use serde::Serialize;
use std::fmt;

/// The text produced when a flow completes.
///
/// Built once, in full, by the synthesizer and never modified afterwards.
#[derive(Debug, Clone, PartialEq, Eq, Serialize)]
#[serde(transparent)]
pub struct GeneratedDocument(String);

impl GeneratedDocument {
    pub(crate) fn new(text: String) -> Self {
        Self(text)
    }

    pub fn as_str(&self) -> &str {
        &self.0
    }

    /// Size of the document in bytes.
    pub fn len(&self) -> usize {
        self.0.len()
    }

    pub fn is_empty(&self) -> bool {
        self.0.is_empty()
    }

    pub fn into_string(self) -> String {
        self.0
    }
}

impl AsRef<str> for GeneratedDocument {
    fn as_ref(&self) -> &str {
        &self.0
    }
}

impl fmt::Display for GeneratedDocument {
    fn fmt(&self, f: &mut fmt::Formatter<'_>) -> fmt::Result {
        f.write_str(&self.0)
    }
}
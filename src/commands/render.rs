//! Implementation of the `promptforge render` command.
//!
//! Renders a prompt from an answers file without prompting. The answers are
//! replayed through a [`FlowController`] in question order, so a file is held
//! to exactly the rules an interactive session enforces.

use crate::answer::{AnswerSet, AnswerValue, Selection};
use crate::cli::RenderArgs;
use crate::config::Config;
use crate::error::{ForgeError, Result};
use crate::flow::{AnswerOutcome, FlowController};
use crate::fs::export_document;
use crate::question::QuestionList;
use crate::synth::GeneratedDocument;
use serde_yaml::Value;
use std::collections::BTreeMap;
use std::path::Path;
use std::sync::Arc;

/// Execute the `promptforge render` command.
pub fn cmd_render(args: RenderArgs) -> Result<()> {
    let config = Config::resolve(args.config.as_deref())?;
    let questions = config.question_list()?;
    let answers = load_answers(&args.answers)?;

    let document = render_answers(questions, &answers)?;

    match args.output {
        Some(path) => {
            let report = export_document(&document, &path)?;
            println!("Saved to {} ({} bytes)", report.path.display(), report.bytes);
        }
        None => println!("{}", document),
    }

    Ok(())
}

/// Read an answer set from a YAML or JSON file.
///
/// Each key is a question id; each value is a string or a list of strings.
pub fn load_answers(path: &Path) -> Result<AnswerSet> {
    let content = std::fs::read_to_string(path).map_err(|e| {
        ForgeError::IoError(format!(
            "failed to read answers file '{}': {}",
            path.display(),
            e
        ))
    })?;
    parse_answers(&content).map_err(|e| match e {
        ForgeError::UserError(msg) => {
            ForgeError::UserError(format!("{} ({})", msg, path.display()))
        }
        other => other,
    })
}

/// Parse an answer set. JSON is accepted since it is a subset of YAML.
///
/// Numbers and booleans are taken as their text, the way they would read if
/// typed into a session. An empty value is kept as empty text and rejected
/// later like any blank answer.
pub fn parse_answers(content: &str) -> Result<AnswerSet> {
    if content.trim().is_empty() {
        return Ok(AnswerSet::new());
    }
    let raw: BTreeMap<String, Value> = serde_yaml::from_str(content)
        .map_err(|e| ForgeError::UserError(format!("failed to parse answers: {}", e)))?;

    raw.into_iter()
        .map(|(id, value)| {
            let answer = answer_value(&id, value)?;
            Ok((id, answer))
        })
        .collect()
}

fn answer_value(id: &str, value: Value) -> Result<AnswerValue> {
    match value {
        Value::Sequence(items) => items
            .into_iter()
            .map(|item| {
                scalar_text(item).ok_or_else(|| {
                    ForgeError::UserError(format!(
                        "failed to parse answers: '{}' must list only plain values",
                        id
                    ))
                })
            })
            .collect::<Result<Selection>>()
            .map(AnswerValue::Selection),
        value => scalar_text(value).map(AnswerValue::Text).ok_or_else(|| {
            ForgeError::UserError(format!(
                "failed to parse answers: '{}' must be a string or a list of strings",
                id
            ))
        }),
    }
}

fn scalar_text(value: Value) -> Option<String> {
    match value {
        Value::Null => Some(String::new()),
        Value::Bool(b) => Some(b.to_string()),
        Value::Number(n) => Some(n.to_string()),
        Value::String(s) => Some(s),
        Value::Sequence(_) | Value::Mapping(_) | Value::Tagged(_) => None,
    }
}

/// Replay `answers` through a fresh flow and return the generated document.
///
/// Every question must have an answer and every answer must be accepted.
/// Ids that match no question are rejected as well.
pub fn render_answers(questions: Arc<QuestionList>, answers: &AnswerSet) -> Result<GeneratedDocument> {
    let unknown: Vec<&str> = answers
        .keys()
        .map(String::as_str)
        .filter(|id| questions.by_id(id).is_none())
        .collect();
    if !unknown.is_empty() {
        return Err(ForgeError::ValidationError(format!(
            "unknown question id(s): {}",
            unknown.join(", ")
        )));
    }

    let mut flow = FlowController::new(questions);
    flow.start()?;

    loop {
        let id = flow.current_question()?.id.clone();
        let value = answers.get(&id).cloned().ok_or_else(|| {
            ForgeError::ValidationError(format!("missing answer for '{}'", id))
        })?;

        match flow.answer(value)? {
            AnswerOutcome::Advanced { .. } => {}
            AnswerOutcome::Completed => break,
            AnswerOutcome::Rejected(rejection) => {
                return Err(ForgeError::ValidationError(format!(
                    "answer for '{}' rejected: {}",
                    id, rejection
                )));
            }
        }
    }

    flow.document().cloned().ok_or_else(|| {
        ForgeError::ValidationError("flow completed without a document".to_string())
    })
}
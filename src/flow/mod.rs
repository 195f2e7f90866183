//! Guided question flow.
//!
//! A [`FlowController`] walks a fixed [`QuestionList`](crate::question::QuestionList)
//! from the first question to the last, accumulating typed answers. The flow
//! is strictly linear:
//!
//! ```text
//! Welcome --start--> InProgress(0) --answer--> InProgress(1) ... --answer--> Complete
//!    ^                    |  ^                      |                            |
//!    |                    |  +--------back----------+                            |
//!    +------reset---------+------------------------------------------------------+
//! ```
//!
//! Going back never truncates later answers; they stay in the answer set until
//! overwritten, so the completed answer set always holds the most recent
//! submission for each question.
//!
//! The controller performs no I/O. Each session owns its controller; nothing
//! is shared between sessions except the read-only question list.

mod controller;
mod state;


pub use controller::{AnswerOutcome, FlowController, ToggleOutcome};
pub use state::{FlowState, Phase, Progress};
//! Atomic file writes.
//!
//! All atomic writes follow this pattern:
//! 1. Write content to a temporary file in the same directory
//! 2. Sync the file to disk (fsync)
//! 3. Rename the temporary file over the target
//!
//! Source and destination share a directory, so the rename never crosses
//! filesystems. On crash, a temporary file named `.{filename}.tmp` may remain.

use crate::error::{ForgeError, Result};
use std::fs::{self, File};
use std::io::Write;
use std::path::{Path, PathBuf};

/// Atomically write bytes to a file, creating parent directories as needed.
pub fn atomic_write<P: AsRef<Path>>(path: P, content: &[u8]) -> Result<()> {
    let path = path.as_ref();

    if let Some(parent) = path.parent()
        && !parent.as_os_str().is_empty()
        && !parent.exists()
    {
        fs::create_dir_all(parent).map_err(|e| {
            ForgeError::IoError(format!(
                "failed to create parent directory '{}': {}",
                parent.display(),
                e
            ))
        })?;
    }

    let temp_path = generate_temp_path(path)?;
    write_and_sync(&temp_path, content)?;
    replace(&temp_path, path)
}

/// Atomically write a string to a file.
pub fn atomic_write_file<P: AsRef<Path>>(path: P, content: &str) -> Result<()> {
    atomic_write(path, content.as_bytes())
}

/// Temporary file path in the same directory as the target.
fn generate_temp_path(target: &Path) -> Result<PathBuf> {
    let parent = target.parent().unwrap_or(Path::new("."));
    let filename = target
        .file_name()
        .and_then(|n| n.to_str())
        .ok_or_else(|| {
            ForgeError::IoError(format!("invalid file path '{}'", target.display()))
        })?;

    Ok(parent.join(format!(".{}.tmp", filename)))
}

fn write_and_sync(path: &Path, content: &[u8]) -> Result<()> {
    let mut file = File::create(path).map_err(|e| {
        ForgeError::IoError(format!(
            "failed to create temporary file '{}': {}",
            path.display(),
            e
        ))
    })?;

    let written = file.write_all(content).and_then(|()| file.sync_all());
    if let Err(e) = written {
        let _ = fs::remove_file(path);
        return Err(ForgeError::IoError(format!(
            "failed to write temporary file '{}': {}",
            path.display(),
            e
        )));
    }

    Ok(())
}

fn replace(source: &Path, target: &Path) -> Result<()> {
    // rename() does not replace an existing file on Windows.
    #[cfg(windows)]
    if target.exists() {
        let _ = fs::remove_file(target);
    }

    fs::rename(source, target).map_err(|e| {
        let _ = fs::remove_file(source);
        ForgeError::IoError(format!(
            "failed to atomically replace '{}': {}",
            target.display(),
            e
        ))
    })
}
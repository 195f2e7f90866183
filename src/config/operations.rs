//! Config loading, validation, and utility operations.

use super::model::Config;
use super::types::DEFAULT_CONFIG_FILE;
use crate::error::{ForgeError, Result};
use crate::question::QuestionList;
use crate::synth::TemplateSynthesizer;
use std::path::{Path, PathBuf};
use std::sync::Arc;

impl Config {
    /// Load config from a YAML file.
    ///
    /// Unknown fields in the YAML are silently ignored for forward compatibility.
    ///
    /// # Arguments
    ///
    /// * `path` - Path to the promptforge.yaml file
    ///
    /// # Returns
    ///
    /// * `Ok(Config)` - Successfully loaded and validated config
    /// * `Err(ForgeError::UserError)` - Read error, parse error or validation failure
    pub fn load<P: AsRef<Path>>(path: P) -> Result<Self> {
        let path = path.as_ref();

        let content = std::fs::read_to_string(path).map_err(|e| {
            ForgeError::UserError(format!(
                "failed to read config file '{}': {}",
                path.display(),
                e
            ))
        })?;

        Self::from_yaml(&content)
    }

    /// Resolve the config for a command.
    ///
    /// An explicit path must exist. Without one, `promptforge.yaml` in the
    /// working directory is used if present, otherwise the defaults.
    pub fn resolve(explicit: Option<&Path>) -> Result<Self> {
        match explicit {
            Some(path) => Self::load(path),
            None => {
                let path = PathBuf::from(DEFAULT_CONFIG_FILE);
                if path.is_file() {
                    Self::load(path)
                } else {
                    Ok(Self::default())
                }
            }
        }
    }

    /// Parse config from a YAML string.
    ///
    /// An empty document yields the defaults.
    pub fn from_yaml(yaml: &str) -> Result<Self> {
        let config: Config = if yaml.trim().is_empty() {
            Config::default()
        } else {
            serde_yaml::from_str(yaml)
                .map_err(|e| ForgeError::UserError(format!("failed to parse config YAML: {}", e)))?
        };

        config.validate()?;
        Ok(config)
    }

    /// Serialize config to YAML string.
    pub fn to_yaml(&self) -> Result<String> {
        serde_yaml::to_string(self)
            .map_err(|e| ForgeError::UserError(format!("failed to serialize config to YAML: {}", e)))
    }

    /// Validate config values and return error on invalid values.
    ///
    /// Validation rules:
    /// - `export_file_name` must be a bare, non-empty file name ending in `.txt`
    /// - `questions` must form a valid question list
    /// - `questions` must include every question the synthesizer reads
    pub fn validate(&self) -> Result<()> {
        let name = self.export_file_name.trim();
        if name.is_empty() {
            return Err(ForgeError::UserError(
                "config validation failed: export_file_name must be non-empty".to_string(),
            ));
        }
        if !name.ends_with(".txt") || name == ".txt" {
            return Err(ForgeError::UserError(format!(
                "config validation failed: export_file_name must end in '.txt' (found '{}')",
                name
            )));
        }
        if name.contains('/') || name.contains('\\') {
            return Err(ForgeError::UserError(format!(
                "config validation failed: export_file_name must be a file name, not a path (found '{}')",
                name
            )));
        }

        self.question_list().map(|_| ())
    }

    /// Build the shared question list from the configured questions.
    pub fn question_list(&self) -> Result<Arc<QuestionList>> {
        let list = QuestionList::new(self.questions.clone()).map_err(|e| {
            ForgeError::UserError(format!("config validation failed: {}", e))
        })?;
        list.ensure_covers(TemplateSynthesizer::new().required_fields())
            .map_err(|e| ForgeError::UserError(format!("config validation failed: {}", e)))?;
        Ok(Arc::new(list))
    }
}
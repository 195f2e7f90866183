//! Filesystem utilities for promptforge.
//!
//! Atomic writes back both document export and config scaffolding, so a
//! crash never leaves a half-written file behind.

pub mod atomic;
mod export;

pub use atomic::atomic_write_file;
pub use export::{ExportReport, export_document};
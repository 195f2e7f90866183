//! Config struct definition and default implementation.

use super::types::*;
use crate::question::Question;
use serde::{Deserialize, Serialize};
use std::path::PathBuf;

/// Configuration for promptforge.
///
/// This struct represents the contents of `promptforge.yaml`.
/// Unknown fields in the YAML are ignored for forward compatibility.
#[derive(Debug, Clone, PartialEq, Serialize, Deserialize)]
#[serde(default)]
pub struct Config {
    // =========================================================================
    // Export settings
    // =========================================================================
    /// File name used when exporting a generated document (must end in `.txt`).
    #[serde(default = "default_export_file_name")]
    pub export_file_name: String,

    // =========================================================================
    // Event log settings
    // =========================================================================
    /// NDJSON file that session events are appended to. Disabled when unset.
    #[serde(default, skip_serializing_if = "Option::is_none")]
    pub event_log: Option<PathBuf>,

    // =========================================================================
    // Questions
    // =========================================================================
    /// Ordered question list. Defaults to the built-in catalog.
    #[serde(default = "default_question_set")]
    pub questions: Vec<Question>,
}

impl Default for Config {
    fn default() -> Self {
        Self {
            export_file_name: default_export_file_name(),
            event_log: None,
            questions: default_question_set(),
        }
    }
}
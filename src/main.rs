//! Promptforge: answer a few guided questions, get a structured prompt template.
//!
//! This is the main entry point for the `promptforge` CLI. It parses arguments,
//! dispatches to the appropriate command handler, and handles errors with
//! proper exit codes.

use promptforge::cli::Cli;
use promptforge::{commands, exit_codes};
use std::process::ExitCode;

fn main() -> ExitCode {
    let cli = Cli::parse_args();

    match commands::dispatch(cli.command) {
        Ok(()) => ExitCode::from(exit_codes::SUCCESS as u8),
        Err(err) => {
            // Print user-actionable error message to stderr
            eprintln!("Error: {}", err);

            // Return appropriate exit code
            ExitCode::from(err.exit_code() as u8)
        }
    }
}
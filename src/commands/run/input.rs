//! Parsing of terminal input lines.

use regex::Regex;
use std::sync::LazyLock;

/// One or more 1-based option numbers separated by commas and/or spaces.
static OPTION_NUMBERS_REGEX: LazyLock<Regex> = LazyLock::new(|| {
    Regex::new(r"^\s*\d+(?:\s*,\s*|\s+)?(?:\d+(?:\s*,\s*|\s+)?)*$")
        .expect("Invalid option numbers regex")
});

/// What the user typed at a prompt.
#[derive(Debug, Clone, PartialEq, Eq)]
pub enum Input {
    Back,
    Reset,
    Quit,
    /// Anything that is not a session command.
    Line(String),
}

/// Classify a raw line (already stripped of its line terminator).
pub fn parse_line(line: &str) -> Input {
    match line.trim() {
        ":back" | ":b" => Input::Back,
        ":reset" | ":r" => Input::Reset,
        ":quit" | ":q" => Input::Quit,
        _ => Input::Line(line.to_string()),
    }
}

/// Parse a list of 1-based option numbers.
///
/// Returns `None` if the line is not purely numbers.
pub fn parse_option_numbers(line: &str) -> Option<Vec<usize>> {
    if !OPTION_NUMBERS_REGEX.is_match(line) {
        return None;
    }
    line.split(|c: char| c == ',' || c.is_whitespace())
        .filter(|s| !s.is_empty())
        .map(|s| s.parse().ok())
        .collect()
}

/// Map a line to one of `options`: the exact option text, or else a 1-based number.
pub fn resolve_choice<'a>(line: &str, options: &'a [String]) -> Option<&'a str> {
    let line = line.trim();
    if let Some(option) = options.iter().find(|o| o.as_str() == line) {
        return Some(option.as_str());
    }
    let n: usize = line.parse().ok()?;
    n.checked_sub(1)
        .and_then(|i| options.get(i))
        .map(String::as_str)
}
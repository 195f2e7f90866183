//! The ordered section table.

use super::fields::{AUDIENCE, CONSTRAINTS, CONTEXT, EXAMPLES, FORMAT, LENGTH, OBJECTIVE, TONE};
use crate::answer::AnswerSet;

const TITLE: &str = "Prompt Complexo Gerado";
const TASK_PLACEHOLDER: &str = "[INSIRA AQUI A TAREFA ESPECÍFICA QUE DESEJA QUE SEJA EXECUTADA]";
const FOOTER: &str = "*Este prompt foi gerado automaticamente pelo Construtor de Prompts Complexos*";

/// One block of the generated document.
pub struct Section {
    pub name: &'static str,
    /// Whether the section appears at all for these answers.
    pub include: fn(&AnswerSet) -> bool,
    /// Append the section text.
    pub render: fn(&AnswerSet, &mut String),
}

/// Every section, in output order.
pub static SECTIONS: &[Section] = &[
    Section {
        name: "header",
        include: always,
        render: render_header,
    },
    Section {
        name: "objective",
        include: always,
        render: render_objective,
    },
    Section {
        name: "specification",
        include: always,
        render: render_specification,
    },
    Section {
        name: "context",
        include: has_context,
        render: render_context,
    },
    Section {
        name: "constraints",
        include: has_constraints,
        render: render_constraints,
    },
    Section {
        name: "instructions",
        include: always,
        render: render_instructions,
    },
    Section {
        name: "task",
        include: always,
        render: render_task,
    },
    Section {
        name: "footer",
        include: always,
        render: render_footer,
    },
];

/// What the examples answer asks for.
#[derive(Debug, Clone, Copy, PartialEq, Eq)]
pub enum ExamplesPolicy {
    Detailed,
    Simple,
    None,
}

impl ExamplesPolicy {
    pub fn from_answers(answers: &AnswerSet) -> Self {
        match answers.get(EXAMPLES).and_then(|v| v.as_text()) {
            Some("Sim, com exemplos detalhados") => ExamplesPolicy::Detailed,
            Some("Sim, com exemplos simples") => ExamplesPolicy::Simple,
            _ => ExamplesPolicy::None,
        }
    }

    fn instruction(self) -> Option<&'static str> {
        match self {
            ExamplesPolicy::Detailed => {
                Some("Incluir exemplos práticos e detalhados para ilustrar cada ponto importante")
            }
            ExamplesPolicy::Simple => Some("Incluir exemplos simples quando apropriado"),
            ExamplesPolicy::None => None,
        }
    }
}

fn always(_: &AnswerSet) -> bool {
    true
}

fn has_context(answers: &AnswerSet) -> bool {
    is_present(answers, CONTEXT)
}

fn has_constraints(answers: &AnswerSet) -> bool {
    is_present(answers, CONSTRAINTS)
}

fn is_present(answers: &AnswerSet, id: &str) -> bool {
    answers.get(id).is_some_and(|v| !v.is_blank())
}

/// Answer text, with selections joined by `separator`. Missing answers render empty.
fn value(answers: &AnswerSet, id: &str, separator: &str) -> String {
    answers
        .get(id)
        .map(|v| v.joined(separator))
        .unwrap_or_default()
}

fn render_header(_: &AnswerSet, out: &mut String) {
    out.push_str(&format!("# {}\n\n", TITLE));
}

fn render_objective(answers: &AnswerSet, out: &mut String) {
    out.push_str(&format!(
        "## Objetivo\n{}\n\n",
        value(answers, OBJECTIVE, ", ")
    ));
}

fn render_specification(answers: &AnswerSet, out: &mut String) {
    out.push_str("## Contexto e Especificações\n\n");

    let labeled = [
        ("Público-alvo", AUDIENCE),
        ("Tom de voz", TONE),
        ("Formato de saída", FORMAT),
        ("Tamanho esperado", LENGTH),
    ];
    for (label, id) in labeled {
        out.push_str(&format!("**{}:** {}\n\n", label, value(answers, id, ", ")));
    }
}

fn render_context(answers: &AnswerSet, out: &mut String) {
    out.push_str(&format!(
        "## Contexto Adicional\n{}\n\n",
        value(answers, CONTEXT, ", ")
    ));
}

fn render_constraints(answers: &AnswerSet, out: &mut String) {
    out.push_str(&format!(
        "## Restrições e Diretrizes\n{}\n\n",
        value(answers, CONSTRAINTS, ", ")
    ));
}

fn render_instructions(answers: &AnswerSet, out: &mut String) {
    out.push_str("## Instruções de Execução\n\n");
    out.push_str("Ao responder, você deve:\n\n");

    let mut steps = vec![
        format!("Manter o tom {}", value(answers, TONE, " e ")),
        format!(
            "Adaptar a linguagem para o nível {}",
            value(answers, AUDIENCE, ", ")
        ),
        format!(
            "Estruturar a resposta no formato: {}",
            value(answers, FORMAT, ", ")
        ),
        format!(
            "Garantir que a resposta tenha {}",
            value(answers, LENGTH, ", ")
        ),
    ];
    if let Some(line) = ExamplesPolicy::from_answers(answers).instruction() {
        steps.push(line.to_string());
    }

    for (i, step) in steps.iter().enumerate() {
        out.push_str(&format!("{}. {}\n", i + 1, step));
    }
}

fn render_task(_: &AnswerSet, out: &mut String) {
    out.push_str("\n## Tarefa\n\n");
    out.push_str(TASK_PLACEHOLDER);
    out.push_str("\n\n");
}

fn render_footer(_: &AnswerSet, out: &mut String) {
    out.push_str("---\n\n");
    out.push_str(FOOTER);
}
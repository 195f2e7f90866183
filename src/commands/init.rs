//! Implementation of the `promptforge init` command.
//!
//! Writes a config file holding every default, including the full built-in
//! question catalog, as a starting point for customization.

use crate::cli::InitArgs;
use crate::config::Config;
use crate::error::{ForgeError, Result};
use crate::fs::atomic_write_file;
use std::path::Path;

const HEADER: &str = "\
# promptforge configuration.
#
# export_file_name: file the finished prompt is saved to (must end in .txt)
# event_log: optional NDJSON file that receives session events
# questions: asked in order; kinds are single_line_text, free_text,
#   single_choice, multiple_choice and exclusive_choice (choice kinds need options)
";

/// Execute the `promptforge init` command.
pub fn cmd_init(args: InitArgs) -> Result<()> {
    write_default_config(&args.path, args.force)?;
    println!("Wrote default config to {}", args.path.display());
    Ok(())
}

/// Write the default config to `path`, refusing to replace a file unless `force`.
pub fn write_default_config(path: &Path, force: bool) -> Result<()> {
    if path.exists() && !force {
        return Err(ForgeError::UserError(format!(
            "'{}' already exists.\n\nUse `promptforge init --force` to overwrite it.",
            path.display()
        )));
    }

    let yaml = Config::default().to_yaml()?;
    atomic_write_file(path, &format!("{}\n{}", HEADER, yaml))
}
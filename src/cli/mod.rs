//! CLI argument parsing for promptforge.
//!
//! Uses clap derive macros for declarative argument definitions.
//! This module defines the command structure; actual implementations
//! are in the `commands` module.

use clap::{Parser, Subcommand};
use std::path::PathBuf;

/// Promptforge: answer a few guided questions, get a structured prompt template.
///
/// The flow walks a fixed list of questions (objective, audience, tone,
/// format, length, context, examples, constraints) and synthesizes the
/// answers into a plain-text prompt document.
#[derive(Parser, Debug)]
#[command(name = "promptforge")]
#[command(author, version, about, long_about = None)]
#[command(propagate_version = true)]
pub struct Cli {
    #[command(subcommand)]
    pub command: Command,
}

/// Available commands for promptforge.
#[derive(Subcommand, Debug)]
pub enum Command {
    /// Run the guided question flow interactively.
    ///
    /// Type `:back` to revisit the previous question, `:reset` to start over
    /// and `:quit` to leave. The finished prompt is exported as a .txt file.
    Run(RunArgs),

    /// List the configured questions.
    Questions(QuestionsArgs),

    /// Render a prompt from an answers file without prompting.
    ///
    /// The file is YAML or JSON mapping question ids to a string or a list
    /// of strings. Every answer is validated as if it had been typed in.
    Render(RenderArgs),

    /// Write a default promptforge.yaml.
    Init(InitArgs),
}

/// Arguments for the `run` command.
#[derive(Parser, Debug)]
pub struct RunArgs {
    /// Config file (default: ./promptforge.yaml if present).
    #[arg(short, long)]
    pub config: Option<PathBuf>,

    /// Export path for the finished prompt (default: config `export_file_name`).
    #[arg(short, long)]
    pub output: Option<PathBuf>,

    /// Show the finished prompt without writing it to a file.
    #[arg(long, conflicts_with = "output")]
    pub no_export: bool,
}

/// Arguments for the `questions` command.
#[derive(Parser, Debug)]
pub struct QuestionsArgs {
    /// Config file (default: ./promptforge.yaml if present).
    #[arg(short, long)]
    pub config: Option<PathBuf>,
}

/// Arguments for the `render` command.
#[derive(Parser, Debug)]
pub struct RenderArgs {
    /// Answers file (YAML or JSON).
    #[arg(short, long)]
    pub answers: PathBuf,

    /// Config file (default: ./promptforge.yaml if present).
    #[arg(short, long)]
    pub config: Option<PathBuf>,

    /// Write the prompt to this file instead of stdout.
    #[arg(short, long)]
    pub output: Option<PathBuf>,
}

/// Arguments for the `init` command.
#[derive(Parser, Debug)]
pub struct InitArgs {
    /// Where to write the config.
    #[arg(long, default_value = "promptforge.yaml")]
    pub path: PathBuf,

    /// Overwrite an existing file.
    #[arg(long)]
    pub force: bool,
}

impl Cli {
    /// Parse command line arguments.
    pub fn parse_args() -> Self {
        Cli::parse()
    }
}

→ Exercise details:
Extract every line above that contains the word "QuestionList".

→ Response to the task:
use crate::question::QuestionList;
pub fn render_answers(questions: Arc<QuestionList>, answers: &AnswerSet) -> Result<GeneratedDocument> {
//! A [`FlowController`] walks a fixed [`QuestionList`](crate::question::QuestionList)
use crate::question::QuestionList;
    pub fn question_list(&self) -> Result<Arc<QuestionList>> {
        let list = QuestionList::new(self.questions.clone()).map_err(|e| {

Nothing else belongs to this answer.